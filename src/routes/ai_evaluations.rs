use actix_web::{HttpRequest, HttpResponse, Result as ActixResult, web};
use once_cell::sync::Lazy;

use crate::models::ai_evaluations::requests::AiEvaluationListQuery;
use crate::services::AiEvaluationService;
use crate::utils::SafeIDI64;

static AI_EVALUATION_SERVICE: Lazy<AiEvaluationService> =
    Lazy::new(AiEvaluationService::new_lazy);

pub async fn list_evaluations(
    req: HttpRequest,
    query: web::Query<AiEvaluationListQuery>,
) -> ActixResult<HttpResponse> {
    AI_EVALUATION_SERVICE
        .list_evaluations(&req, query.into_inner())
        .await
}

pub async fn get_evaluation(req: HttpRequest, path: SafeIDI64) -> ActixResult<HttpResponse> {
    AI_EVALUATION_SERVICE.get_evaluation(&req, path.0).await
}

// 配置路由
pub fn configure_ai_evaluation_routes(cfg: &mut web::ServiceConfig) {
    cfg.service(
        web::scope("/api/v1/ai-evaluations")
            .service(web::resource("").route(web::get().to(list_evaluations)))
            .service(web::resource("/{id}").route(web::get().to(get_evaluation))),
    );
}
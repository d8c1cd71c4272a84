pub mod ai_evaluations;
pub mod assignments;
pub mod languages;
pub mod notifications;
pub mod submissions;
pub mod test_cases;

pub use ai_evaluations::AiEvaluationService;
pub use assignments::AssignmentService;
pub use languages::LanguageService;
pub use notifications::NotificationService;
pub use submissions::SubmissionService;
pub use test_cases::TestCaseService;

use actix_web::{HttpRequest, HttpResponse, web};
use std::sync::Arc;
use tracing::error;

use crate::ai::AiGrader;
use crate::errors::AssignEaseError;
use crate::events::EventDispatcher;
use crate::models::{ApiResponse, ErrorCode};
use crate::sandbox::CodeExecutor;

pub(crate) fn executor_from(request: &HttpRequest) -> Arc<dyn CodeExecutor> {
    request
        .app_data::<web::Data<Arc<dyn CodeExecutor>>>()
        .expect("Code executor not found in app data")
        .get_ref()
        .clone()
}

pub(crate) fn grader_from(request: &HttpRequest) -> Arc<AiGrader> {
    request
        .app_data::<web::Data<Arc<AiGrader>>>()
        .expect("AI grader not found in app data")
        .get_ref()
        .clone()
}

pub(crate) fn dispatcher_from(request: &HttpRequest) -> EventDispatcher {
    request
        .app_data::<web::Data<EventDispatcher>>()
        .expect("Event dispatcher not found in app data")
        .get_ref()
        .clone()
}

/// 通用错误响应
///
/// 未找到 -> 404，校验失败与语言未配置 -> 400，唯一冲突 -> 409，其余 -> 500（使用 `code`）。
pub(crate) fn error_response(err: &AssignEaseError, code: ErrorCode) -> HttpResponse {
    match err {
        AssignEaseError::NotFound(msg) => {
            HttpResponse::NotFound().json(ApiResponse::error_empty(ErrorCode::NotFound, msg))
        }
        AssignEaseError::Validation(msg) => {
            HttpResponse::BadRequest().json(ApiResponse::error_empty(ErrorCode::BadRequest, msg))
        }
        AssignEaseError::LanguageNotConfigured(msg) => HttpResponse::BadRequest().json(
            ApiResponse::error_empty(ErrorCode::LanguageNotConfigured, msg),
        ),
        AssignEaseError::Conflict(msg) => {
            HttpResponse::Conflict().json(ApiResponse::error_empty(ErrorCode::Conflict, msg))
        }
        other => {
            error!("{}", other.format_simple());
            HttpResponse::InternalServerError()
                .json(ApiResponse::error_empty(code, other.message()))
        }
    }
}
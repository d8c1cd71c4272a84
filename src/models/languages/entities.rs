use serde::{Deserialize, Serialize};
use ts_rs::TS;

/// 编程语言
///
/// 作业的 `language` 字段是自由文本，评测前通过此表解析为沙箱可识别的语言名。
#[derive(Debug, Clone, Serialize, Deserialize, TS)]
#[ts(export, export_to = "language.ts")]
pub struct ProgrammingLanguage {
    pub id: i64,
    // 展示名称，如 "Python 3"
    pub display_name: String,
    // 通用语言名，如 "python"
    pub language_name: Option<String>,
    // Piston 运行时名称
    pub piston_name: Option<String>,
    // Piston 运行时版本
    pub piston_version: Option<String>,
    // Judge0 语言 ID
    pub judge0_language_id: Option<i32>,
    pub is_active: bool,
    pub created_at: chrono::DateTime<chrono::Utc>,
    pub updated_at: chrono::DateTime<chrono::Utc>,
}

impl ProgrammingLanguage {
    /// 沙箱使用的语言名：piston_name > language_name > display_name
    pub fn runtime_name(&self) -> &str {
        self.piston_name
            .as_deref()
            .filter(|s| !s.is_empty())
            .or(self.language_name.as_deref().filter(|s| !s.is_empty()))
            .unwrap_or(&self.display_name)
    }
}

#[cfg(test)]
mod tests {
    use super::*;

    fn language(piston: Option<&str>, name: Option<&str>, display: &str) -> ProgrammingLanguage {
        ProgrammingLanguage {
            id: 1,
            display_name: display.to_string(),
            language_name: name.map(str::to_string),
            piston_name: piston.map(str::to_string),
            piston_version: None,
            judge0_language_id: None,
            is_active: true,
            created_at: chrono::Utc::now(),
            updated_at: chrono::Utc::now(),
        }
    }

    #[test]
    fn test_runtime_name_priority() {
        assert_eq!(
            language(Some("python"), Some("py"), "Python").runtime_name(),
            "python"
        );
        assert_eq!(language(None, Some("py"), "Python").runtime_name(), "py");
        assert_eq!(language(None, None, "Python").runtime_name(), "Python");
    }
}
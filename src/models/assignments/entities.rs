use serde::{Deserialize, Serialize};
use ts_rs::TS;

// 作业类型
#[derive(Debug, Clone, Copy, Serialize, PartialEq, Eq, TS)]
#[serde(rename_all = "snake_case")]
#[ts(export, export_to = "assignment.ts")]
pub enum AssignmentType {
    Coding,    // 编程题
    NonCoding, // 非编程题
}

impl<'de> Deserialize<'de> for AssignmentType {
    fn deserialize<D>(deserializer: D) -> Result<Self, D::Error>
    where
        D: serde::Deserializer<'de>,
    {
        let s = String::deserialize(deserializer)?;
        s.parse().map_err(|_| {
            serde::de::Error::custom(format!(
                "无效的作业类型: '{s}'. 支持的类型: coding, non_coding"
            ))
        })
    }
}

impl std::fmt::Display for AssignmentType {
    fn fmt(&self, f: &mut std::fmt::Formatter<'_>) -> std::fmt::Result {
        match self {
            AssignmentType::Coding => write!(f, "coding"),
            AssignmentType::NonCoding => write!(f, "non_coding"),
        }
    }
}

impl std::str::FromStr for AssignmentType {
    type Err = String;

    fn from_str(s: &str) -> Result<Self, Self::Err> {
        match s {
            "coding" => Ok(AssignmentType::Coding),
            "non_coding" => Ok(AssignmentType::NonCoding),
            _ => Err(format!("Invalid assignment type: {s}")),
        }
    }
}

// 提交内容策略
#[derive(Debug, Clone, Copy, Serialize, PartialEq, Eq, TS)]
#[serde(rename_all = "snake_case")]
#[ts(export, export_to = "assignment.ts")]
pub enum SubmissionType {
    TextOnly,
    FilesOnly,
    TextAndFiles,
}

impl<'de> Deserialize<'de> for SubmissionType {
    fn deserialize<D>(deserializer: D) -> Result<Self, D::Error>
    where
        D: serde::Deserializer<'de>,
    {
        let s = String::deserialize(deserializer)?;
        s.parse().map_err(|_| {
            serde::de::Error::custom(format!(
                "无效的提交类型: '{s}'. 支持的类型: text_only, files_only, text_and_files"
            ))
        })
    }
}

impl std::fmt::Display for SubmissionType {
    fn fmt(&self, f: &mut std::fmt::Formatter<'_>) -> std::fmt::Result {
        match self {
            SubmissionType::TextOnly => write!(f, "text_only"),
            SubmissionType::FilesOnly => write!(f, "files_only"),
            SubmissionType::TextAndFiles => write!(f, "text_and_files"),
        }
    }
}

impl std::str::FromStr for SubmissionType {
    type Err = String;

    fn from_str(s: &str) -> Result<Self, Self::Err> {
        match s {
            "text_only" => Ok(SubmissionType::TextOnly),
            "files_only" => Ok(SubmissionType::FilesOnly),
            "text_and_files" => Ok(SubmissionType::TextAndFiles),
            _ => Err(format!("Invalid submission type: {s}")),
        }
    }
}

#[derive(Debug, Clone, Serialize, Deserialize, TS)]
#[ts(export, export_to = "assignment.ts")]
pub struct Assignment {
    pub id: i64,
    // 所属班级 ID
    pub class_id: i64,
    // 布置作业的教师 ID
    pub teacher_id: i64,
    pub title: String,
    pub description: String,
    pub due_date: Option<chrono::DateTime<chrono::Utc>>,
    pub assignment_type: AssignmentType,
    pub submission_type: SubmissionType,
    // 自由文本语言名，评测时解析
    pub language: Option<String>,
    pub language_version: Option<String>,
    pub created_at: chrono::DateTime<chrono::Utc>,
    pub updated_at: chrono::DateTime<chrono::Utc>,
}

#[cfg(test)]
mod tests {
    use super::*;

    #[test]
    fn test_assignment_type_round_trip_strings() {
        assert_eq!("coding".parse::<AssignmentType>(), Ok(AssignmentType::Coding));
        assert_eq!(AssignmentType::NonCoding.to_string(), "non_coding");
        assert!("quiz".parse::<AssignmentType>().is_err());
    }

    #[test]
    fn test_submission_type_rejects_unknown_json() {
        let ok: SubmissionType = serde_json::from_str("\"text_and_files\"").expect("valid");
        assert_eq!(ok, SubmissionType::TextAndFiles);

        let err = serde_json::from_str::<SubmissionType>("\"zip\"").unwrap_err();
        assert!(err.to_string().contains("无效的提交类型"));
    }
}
◆ ◆ ◆ ◆ ◆ ◆ ◆
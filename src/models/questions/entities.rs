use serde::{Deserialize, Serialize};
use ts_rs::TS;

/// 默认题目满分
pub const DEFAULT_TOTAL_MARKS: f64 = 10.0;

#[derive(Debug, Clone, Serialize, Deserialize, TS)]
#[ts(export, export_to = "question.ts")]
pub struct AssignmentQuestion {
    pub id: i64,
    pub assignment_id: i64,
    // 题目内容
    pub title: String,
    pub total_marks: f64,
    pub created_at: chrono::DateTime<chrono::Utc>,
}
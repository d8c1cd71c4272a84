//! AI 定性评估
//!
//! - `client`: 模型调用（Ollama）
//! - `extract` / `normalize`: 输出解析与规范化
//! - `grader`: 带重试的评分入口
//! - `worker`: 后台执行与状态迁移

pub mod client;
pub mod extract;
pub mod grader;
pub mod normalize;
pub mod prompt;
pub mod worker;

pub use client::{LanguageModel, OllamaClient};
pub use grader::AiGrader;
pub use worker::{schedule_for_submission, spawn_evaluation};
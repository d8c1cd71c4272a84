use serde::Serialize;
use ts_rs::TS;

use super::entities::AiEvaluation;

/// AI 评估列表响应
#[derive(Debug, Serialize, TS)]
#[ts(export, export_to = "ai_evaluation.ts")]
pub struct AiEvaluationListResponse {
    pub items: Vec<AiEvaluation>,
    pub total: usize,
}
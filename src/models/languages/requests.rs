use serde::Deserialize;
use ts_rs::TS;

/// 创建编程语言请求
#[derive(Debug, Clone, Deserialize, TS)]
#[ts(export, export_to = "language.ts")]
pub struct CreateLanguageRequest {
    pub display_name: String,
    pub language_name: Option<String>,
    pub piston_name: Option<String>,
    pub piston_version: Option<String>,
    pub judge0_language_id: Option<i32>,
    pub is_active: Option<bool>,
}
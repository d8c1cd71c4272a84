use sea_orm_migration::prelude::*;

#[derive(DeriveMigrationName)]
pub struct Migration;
◆ ◆ ◆ ◆ ◆ ◆ ◆
> [REQUIREMENT]: Scan the material above for the word "resource", and copy every line in which it is found.

> [TASK RESPONSE]:
            .service(web::resource("").route(web::get().to(list_evaluations)))
            .service(web::resource("/{id}").route(web::get().to(get_evaluation))),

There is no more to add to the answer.